In [13]:
import os
os.environ['CUDA_VISIBLE_DEVICES']='1'
import torch
import torch.nn as nn
import torch.optim as optim
from torchvision import datasets, transforms
from timm import create_model
from sklearn.metrics import precision_recall_fscore_support, f1_score
from torch.utils.data import DataLoader
import torch.optim.lr_scheduler as lr_scheduler
from tqdm.auto import tqdm
import wandb

device = 'cuda' if torch.cuda.is_available() else 'cpu'

In [6]:
transform = transforms.Compose([
    transforms.RandomHorizontalFlip(),
    transforms.RandomCrop(32, padding=4),
    transforms.ToTensor(),
    transforms.Normalize((0.5, 0.5, 0.5), (0.5, 0.5, 0.5))
])

train_dataset = datasets.CIFAR10(root='./data', train=True, download=True, transform=transform)
test_dataset = datasets.CIFAR10(root='./data', train=False, download=True, transform=transform)
train_loader = DataLoader(train_dataset, batch_size=64, shuffle=True)
test_loader = DataLoader(test_dataset, batch_size=64, shuffle=False)
class_labels = ['airplane', 'automobile', 'bird', 'cat', 'deer', 
                'dog', 'frog', 'horse', 'ship', 'truck']

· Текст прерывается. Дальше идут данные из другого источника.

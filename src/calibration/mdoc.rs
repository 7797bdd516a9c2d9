//! Pixel spacing lookup in SerialEM `.mdoc` descriptors.
//!
//! A descriptor is a plain `key = value` text file. The acquisition software
//! writes `PixelSpacing = <angstrom>` once in the header and again per
//! section; only the first occurrence is used.

use std::fs::File;
use std::io::{BufRead, BufReader};
use std::path::Path;

use crate::error::CalibrationError;

/// Key carrying the pixel size in angstrom.
pub const PIXEL_SPACING_KEY: &str = "PixelSpacing";

/// Separator between key and value on a descriptor line.
const KEY_VALUE_SEPARATOR: &str = " = ";

/// Read the pixel spacing (angstrom) from a descriptor file.
pub fn read_pixel_spacing(path: &Path) -> Result<f64, CalibrationError> {
    read_descriptor_value(path, PIXEL_SPACING_KEY)
}

/// Read the first numeric value stored under `key` in a descriptor file.
///
/// A missing file is reported as [`CalibrationError::MissingFile`], never as a
/// parse failure.
pub fn read_descriptor_value(path: &Path, key: &str) -> Result<f64, CalibrationError> {
    let file = File::open(path).map_err(|e| {
        if e.kind() == std::io::ErrorKind::NotFound {
            CalibrationError::MissingFile(path.to_path_buf())
        } else {
            CalibrationError::Unreadable {
                path: path.to_path_buf(),
                message: e.to_string(),
            }
        }
    })?;

    let reader = BufReader::new(file);
    for line in reader.split(b'\n') {
        let line = line.map_err(|e| CalibrationError::Unreadable {
            path: path.to_path_buf(),
            message: e.to_string(),
        })?;
        let line = String::from_utf8_lossy(&line);

        match parse_line(&line, key) {
            Some(Ok(value)) => return Ok(value),
            Some(Err(raw)) => {
                return Err(CalibrationError::Unparsable {
                    path: path.to_path_buf(),
                    value: raw,
                })
            }
            None => continue,
        }
    }

    Err(CalibrationError::KeyNotFound {
        path: path.to_path_buf(),
        key: key.to_string(),
    })
}

/// Interpret one descriptor line.
///
/// Returns `None` when the line does not carry `key` as a `key = value` pair,
/// `Some(Err(raw))` when it does but the value is not a usable spacing.
pub fn parse_line(line: &str, key: &str) -> Option<Result<f64, String>> {
    if !line.contains(key) {
        return None;
    }

    let parts: Vec<&str> = line.trim().split(KEY_VALUE_SEPARATOR).collect();
    if parts.len() != 2 {
        return None;
    }

    let raw = parts[1].trim();
    match raw.parse::<f64>() {
        Ok(value) if value.is_finite() && value > 0.0 => Some(Ok(value)),
        _ => Some(Err(raw.to_string())),
    }
}
// Snowcap: Synthesizing Network-Wide Configuration Updates
// Copyright (C) 2021  Tibor Schneider
//
// This program is free software; you can redistribute it and/or modify
// it under the terms of the GNU General Public License as published by
// the Free Software Foundation; either version 2 of the License, or
// (at your option) any later version.
//
// This program is distributed in the hope that it will be useful,
// but WITHOUT ANY WARRANTY; without even the implied warranty of
// MERCHANTABILITY or FITNESS FOR A PARTICULAR PURPOSE.  See the
// GNU General Public License for more details.
//
// You should have received a copy of the GNU General Public License along
// with this program; if not, write to the Free Software Foundation, Inc.,
// 51 Franklin Street, Fifth Floor, Boston, MA 02110-1301 USA.

//! # Topology
//!
//! The physical (and logical) switch topology shared by all slices, mirroring the role
//! `snowcap::netsim::Network` plays for its own IGP graph: the interesting algorithms (compilation,
//! verification) live elsewhere and only consume the small surface exposed here (`switches`,
//! `hosts`, `nodes`, `edges`, per-node port maps, `subgraph`, `finalize`).
//!
//! A topology is *built* by adding switches, hosts and links, then [`Topology::finalize`] assigns
//! local port numbers and freezes it. Port 0 is reserved: it never denotes a real switch port, and
//! is used by [`crate::netcore`] as the wildcard location value.

use std::collections::{BTreeMap, BTreeSet, HashMap};
use thiserror::Error;

/// Identifier for a switch or host, shared by both logical and physical topologies.
pub type NodeId = u64;
/// A local port number on a switch. `0` is reserved as the wildcard/end-host marker.
pub type PortId = u64;

/// Errors raised while building, finalizing, or querying a [`Topology`].
#[derive(Debug, Error, Clone, PartialEq, Eq)]
pub enum TopologyError {
    /// A node id was added twice.
    #[error("node {0} was already added to this topology")]
    DuplicateNode(NodeId),
    /// A link end isn't a known node.
    #[error("node {0} is not part of this topology")]
    UnknownNode(NodeId),
    /// An operation that requires a finalized topology was called before `finalize`.
    #[error("topology has not been finalized yet")]
    NotFinalized,
    /// `finalize` was called twice.
    #[error("topology was already finalized")]
    AlreadyFinalized,
    /// A query referenced a port that does not exist on the given node.
    #[error("node {0} has no port {1}")]
    UnknownPort(NodeId, PortId),
}

#[derive(Debug, Clone, Default)]
struct FinalizedPorts {
    /// node -> local_port -> (neighbor, their_port)
    port: HashMap<NodeId, BTreeMap<PortId, (NodeId, PortId)>>,
    /// node -> neighbor -> local_port (inverse of `port`)
    ports: HashMap<NodeId, HashMap<NodeId, PortId>>,
}

/// The shared switch topology: switches, hosts, and the links between them.
#[derive(Debug, Clone, Default)]
pub struct Topology {
    switches: BTreeSet<NodeId>,
    hosts: BTreeSet<NodeId>,
    links: Vec<(NodeId, NodeId)>,
    finalized: Option<FinalizedPorts>,
}

impl Topology {
    /// Create an empty, unfinalized topology.
    pub fn new() -> Self {
        Self::default()
    }

    /// Add a switch node. Errors if `id` was already added (as either a switch or a host).
    pub fn add_switch(&mut self, id: NodeId) -> Result<(), TopologyError> {
        self.check_new(id)?;
        self.switches.insert(id);
        Ok(())
    }

    /// Add a host node. Errors if `id` was already added (as either a switch or a host).
    pub fn add_host(&mut self, id: NodeId) -> Result<(), TopologyError> {
        self.check_new(id)?;
        self.hosts.insert(id);
        Ok(())
    }

    fn check_new(&self, id: NodeId) -> Result<(), TopologyError> {
        if self.switches.contains(&id) || self.hosts.contains(&id) {
            Err(TopologyError::DuplicateNode(id))
        } else {
            Ok(())
        }
    }

    /// Add an undirected link between two already-added nodes. Port numbers are assigned later,
    /// by [`Topology::finalize`].
    pub fn add_link(&mut self, a: NodeId, b: NodeId) -> Result<(), TopologyError> {
        if !self.switches.contains(&a) && !self.hosts.contains(&a) {
            return Err(TopologyError::UnknownNode(a));
        }
        if !self.switches.contains(&b) && !self.hosts.contains(&b) {
            return Err(TopologyError::UnknownNode(b));
        }
        self.links.push((a, b));
        Ok(())
    }

    /// Assign local port numbers to every switch-incident link end, in link-insertion order, and
    /// freeze the topology. Host-facing neighbor entries record `their_port == 0`, since hosts do
    /// not have numbered ports in this model.
    pub fn finalize(&mut self) -> Result<(), TopologyError> {
        if self.finalized.is_some() {
            return Err(TopologyError::AlreadyFinalized);
        }
        let mut next_port: HashMap<NodeId, PortId> = HashMap::new();
        let mut port: HashMap<NodeId, BTreeMap<PortId, (NodeId, PortId)>> = HashMap::new();
        let mut ports: HashMap<NodeId, HashMap<NodeId, PortId>> = HashMap::new();

        // First pass: assign each switch end of each link the next free local port number.
        let mut assigned: Vec<(NodeId, PortId, NodeId)> = Vec::new();
        for &(a, b) in &self.links {
            if self.switches.contains(&a) {
                let p = *next_port.entry(a).or_insert(1);
                next_port.insert(a, p + 1);
                assigned.push((a, p, b));
            }
            if self.switches.contains(&b) {
                let p = *next_port.entry(b).or_insert(1);
                next_port.insert(b, p + 1);
                assigned.push((b, p, a));
            }
        }

        // Second pass: now that both ends (if both are switches) have their own local port
        // number, fill in `their_port` for each direction.
        let local_port_of = |node: NodeId, peer: NodeId, assigned: &[(NodeId, PortId, NodeId)]| {
            assigned
                .iter()
                .find(|(n, _, p)| *n == node && *p == peer)
                .map(|(_, port, _)| *port)
        };
        for &(node, local, peer) in &assigned {
            let their_port = if self.switches.contains(&peer) {
                local_port_of(peer, node, &assigned).unwrap_or(0)
            } else {
                0
            };
            port.entry(node).or_default().insert(local, (peer, their_port));
            ports.entry(node).or_default().insert(peer, local);
        }

        self.finalized = Some(FinalizedPorts { port, ports });
        Ok(())
    }

    fn finalized(&self) -> Result<&FinalizedPorts, TopologyError> {
        self.finalized.as_ref().ok_or(TopologyError::NotFinalized)
    }

    /// All switch node ids.
    pub fn switches(&self) -> impl Iterator<Item = NodeId> + '_ {
        self.switches.iter().copied()
    }

    /// All host node ids.
    pub fn hosts(&self) -> impl Iterator<Item = NodeId> + '_ {
        self.hosts.iter().copied()
    }

    /// All node ids (switches and hosts).
    pub fn nodes(&self) -> impl Iterator<Item = NodeId> + '_ {
        self.switches.iter().chain(self.hosts.iter()).copied()
    }

    /// `true` if `id` is a switch (as opposed to a host, or unknown).
    pub fn is_switch(&self, id: NodeId) -> bool {
        self.switches.contains(&id)
    }

    /// Each undirected link between two switches, once per edge (`a < b`).
    pub fn edges(&self) -> Result<Vec<(NodeId, NodeId)>, TopologyError> {
        self.finalized()?;
        let mut seen = BTreeSet::new();
        let mut out = Vec::new();
        for &(a, b) in &self.links {
            if self.switches.contains(&a) && self.switches.contains(&b) {
                let key = if a < b { (a, b) } else { (b, a) };
                if seen.insert(key) {
                    out.push(key);
                }
            }
        }
        Ok(out)
    }

    /// `node[id]['port']`: local port number -> (neighbor id, neighbor's local port).
    pub fn port_map(&self, node: NodeId) -> Result<&BTreeMap<PortId, (NodeId, PortId)>, TopologyError> {
        static EMPTY: once_empty::Lazy = once_empty::Lazy::new();
        let f = self.finalized()?;
        Ok(f.port.get(&node).unwrap_or_else(|| EMPTY.get()))
    }

    /// `node[id]['ports']`: neighbor id -> local port number (the inverse of [`Topology::port_map`]).
    pub fn ports_map(&self, node: NodeId) -> Result<&HashMap<NodeId, PortId>, TopologyError> {
        static EMPTY: once_empty::LazyHash = once_empty::LazyHash::new();
        let f = self.finalized()?;
        Ok(f.ports.get(&node).unwrap_or_else(|| EMPTY.get()))
    }

    /// Resolve the neighbor reached from `(node, port)`, and the port they see us on.
    pub fn neighbor(&self, node: NodeId, port: PortId) -> Result<(NodeId, PortId), TopologyError> {
        let f = self.finalized()?;
        f.port
            .get(&node)
            .and_then(|m| m.get(&port))
            .copied()
            .ok_or(TopologyError::UnknownPort(node, port))
    }

    /// Switches with at least one external (host-facing) port.
    pub fn edge_switches(&self) -> Result<BTreeSet<NodeId>, TopologyError> {
        let f = self.finalized()?;
        Ok(f.port
            .iter()
            .filter(|(_, ports)| ports.values().any(|(peer, _)| self.hosts.contains(peer)))
            .map(|(n, _)| *n)
            .collect())
    }

    /// The external (host-facing) local ports of `switch`.
    pub fn edge_ports(&self, switch: NodeId) -> Result<Vec<PortId>, TopologyError> {
        let f = self.finalized()?;
        Ok(f.port
            .get(&switch)
            .into_iter()
            .flat_map(|m| m.iter())
            .filter(|(_, (peer, _))| self.hosts.contains(peer))
            .map(|(p, _)| *p)
            .collect())
    }

    /// The induced subgraph over `nodes`: ports not incident to a retained neighbor are dropped,
    /// but every retained port keeps its original number from the parent topology.
    pub fn subgraph(&self, nodes: &BTreeSet<NodeId>) -> Result<Topology, TopologyError> {
        let f = self.finalized()?;
        let switches: BTreeSet<NodeId> = self.switches.intersection(nodes).copied().collect();
        let hosts: BTreeSet<NodeId> = self.hosts.intersection(nodes).copied().collect();
        let links: Vec<(NodeId, NodeId)> = self
            .links
            .iter()
            .copied()
            .filter(|(a, b)| nodes.contains(a) && nodes.contains(b))
            .collect();

        let mut port: HashMap<NodeId, BTreeMap<PortId, (NodeId, PortId)>> = HashMap::new();
        let mut ports: HashMap<NodeId, HashMap<NodeId, PortId>> = HashMap::new();
        for &n in &switches {
            if let Some(m) = f.port.get(&n) {
                let trimmed: BTreeMap<PortId, (NodeId, PortId)> =
                    m.iter().filter(|(_, (peer, _))| nodes.contains(peer)).map(|(k, v)| (*k, *v)).collect();
                let trimmed_inv: HashMap<NodeId, PortId> =
                    trimmed.iter().map(|(port, (peer, _))| (*peer, *port)).collect();
                port.insert(n, trimmed);
                ports.insert(n, trimmed_inv);
            }
        }

        Ok(Topology { switches, hosts, links, finalized: Some(FinalizedPorts { port, ports }) })
    }
}

/// Tiny helper module providing a `'static` empty collection to return by reference from
/// [`Topology::port_map`]/[`Topology::ports_map`] when a node has no finalized ports, without
/// allocating on every call.
mod once_empty {
    use super::*;
    use std::sync::OnceLock;

    pub struct Lazy(OnceLock<BTreeMap<PortId, (NodeId, PortId)>>);
    impl Lazy {
        pub const fn new() -> Self {
            Self(OnceLock::new())
        }
        pub fn get(&self) -> &BTreeMap<PortId, (NodeId, PortId)> {
            self.0.get_or_init(BTreeMap::new)
        }
    }

    pub struct LazyHash(OnceLock<HashMap<NodeId, PortId>>);
    impl LazyHash {
        pub const fn new() -> Self {
            Self(OnceLock::new())
        }
        pub fn get(&self) -> &HashMap<NodeId, PortId> {
            self.0.get_or_init(HashMap::new)
        }
    }
}

#[cfg(test)]
mod tests {
    use super::*;

    fn linear4() -> Topology {
        let mut t = Topology::new();
        for s in 0..4u64 {
            t.add_switch(s).unwrap();
        }
        t.add_link(0, 1).unwrap();
        t.add_link(1, 2).unwrap();
        t.add_link(2, 3).unwrap();
        t.finalize().unwrap();
        t
    }

    #[test]
    fn finalize_assigns_symmetric_ports() {
        let t = linear4();
        let (peer, their_port) = t.neighbor(1, 1).unwrap();
        assert_eq!(peer, 0);
        let (back, _) = t.neighbor(0, their_port).unwrap();
        assert_eq!(back, 1);
    }

    #[test]
    fn edges_reports_each_edge_once() {
        let t = linear4();
        let mut edges = t.edges().unwrap();
        edges.sort();
        assert_eq!(edges, vec![(0, 1), (1, 2), (2, 3)]);
    }

    #[test]
    fn subgraph_preserves_port_numbers() {
        let t = linear4();
        let keep: BTreeSet<NodeId> = [1u64, 2].iter().copied().collect();
        let sub = t.subgraph(&keep).unwrap();
        assert_eq!(sub.switches().collect::<BTreeSet<_>>(), keep);
        // port number on switch 1 towards switch 2 is unchanged from the parent topology
        let parent_port = t.ports_map(1).unwrap()[&2];
        let sub_port = sub.ports_map(1).unwrap()[&2];
        assert_eq!(parent_port, sub_port);
        // but switch 1's link to switch 0 is gone
        assert!(!sub.ports_map(1).unwrap().contains_key(&0));
    }

    #[test]
    fn duplicate_node_rejected() {
        let mut t = Topology::new();
        t.add_switch(0).unwrap();
        assert!(t.add_switch(0).is_err());
        assert!(t.add_host(0).is_err());
    }
}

Files already downloaded and verified
Files already downloaded and verified


In [7]:
teacher_model = create_model('efficientnet_b2', pretrained=False, num_classes=10).to(device)
student_model = create_model('efficientnet_b0', pretrained=False, num_classes=10).to(device)
print('Учитель:', sum(p.numel() for p in teacher_model.parameters()))
print('Студент:', sum(p.numel() for p in student_model.parameters()))

Учитель: 7715084
Студент: 4020358


In [10]:
optimizer = optim.Adam(teacher_model.parameters(), lr=0.001)
scheduler = lr_scheduler.StepLR(optimizer, step_size=5, gamma=0.6)
criterion = nn.CrossEntropyLoss()

In [11]:
def train(model, train_loader, criterion, optimizer):
    model.train()
    running_loss = 0.0
    for inputs, labels in tqdm(train_loader):
        inputs, labels = inputs.to(device), labels.to(device)
        
        optimizer.zero_grad()
        outputs = model(inputs)
        loss = criterion(outputs, labels)
        loss.backward()
        optimizer.step()
        
        running_loss += loss.item()
    
    return running_loss / len(train_loader)

def test(model, test_loader, criterion):
    model.eval()
    running_loss = 0.0
    all_labels = []
    all_predictions = []
    with torch.no_grad():
        for inputs, labels in test_loader:
            inputs, labels = inputs.to(device), labels.to(device)
            outputs = model(inputs)
            loss = criterion(outputs, labels)
            
            running_loss += loss.item()
            _, predicted = torch.max(outputs, 1)
            
            all_labels.extend(labels.cpu().numpy())
            all_predictions.extend(predicted.cpu().numpy())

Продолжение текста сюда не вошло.